◆ PROMPT: Report every line below that carries the word "expiry".

[Stored data entries]
________________________________________
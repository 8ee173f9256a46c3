//! In-memory StateStore implementation for tests and local runs.

use std::collections::HashMap;
use std::sync::RwLock;

use async_trait::async_trait;
use chrono::{Duration, Utc};
use churn_core::{ChurnState, Timestamp};

use super::{DEFAULT_TTL_DAYS, Result, StateStore, StoreError};

struct Entry {
    state: ChurnState,
    expires_at: Timestamp,
}

/// In-memory implementation of [`StateStore`] with sliding expiry.
pub struct InMemoryStateStore {
    entries: RwLock<HashMap<String, Entry>>,
    ttl: Duration,
}

impl InMemoryStateStore {
    /// Create a new empty store with the default 30 day expiry.
    pub fn new() -> Self {
        Self::with_ttl(Duration::days(DEFAULT_TTL_DAYS))
    }

    pub fn with_ttl(ttl: Duration) -> Self {
        Self {
            entries: RwLock::new(HashMap::new()),
            ttl,
        }
    }

    /// Number of records currently held, expired ones included.
    pub fn len(&self) -> usize {
        self.entries.read().map(|e| e.len()).unwrap_or(0)
    }

    pub fn is_empty(&self) -> bool {
        self.len() == 0
    }

    /// Drop every expired record. Returns how many were removed.
    pub fn purge_expired(&self) -> Result<usize> {
        let now = Utc::now();
        let mut entries = self
            .entries
            .write()
            .map_err(|_| StoreError::LockPoisoned)?;
        let before = entries.len();
        entries.retain(|_, entry| entry.expires_at > now);
        Ok(before - entries.len())
    }
}

impl Default for InMemoryStateStore {
    fn default() -> Self {
        Self::new()
    }
}

#[async_trait]
impl StateStore for InMemoryStateStore {
    async fn load(&self, user_id: &str) -> Result<ChurnState> {
        let entries = self.entries.read().map_err(|_| StoreError::LockPoisoned)?;
        let now = Utc::now();
        Ok(entries
            .get(user_id)
            .filter(|entry| entry.expires_at > now)
            .map(|entry| entry.state.clone())
            .unwrap_or_default())
    }

    async fn save(&self, user_id: &str, state: &ChurnState) -> Result<()> {
        let mut entries = self
            .entries
            .write()
            .map_err(|_| StoreError::LockPoisoned)?;
        entries.insert(
            user_id.to_string(),
            Entry {
                state: state.clone(),
                expires_at: Utc::now() + self.ttl,
            },
        );
        Ok(())
    }

    async fn delete(&self, user_id: &str) -> Result<()> {
        let mut entries = self
            .entries
            .write()
            .map_err(|_| StoreError::LockPoisoned)?;
        entries.remove(user_id);
        Ok(())
    }
}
________________________________________
◆ RESPONSE FOR THIS EXERCISE:
/// In-memory implementation of [`StateStore`] with sliding expiry.
    /// Create a new empty store with the default 30 day expiry.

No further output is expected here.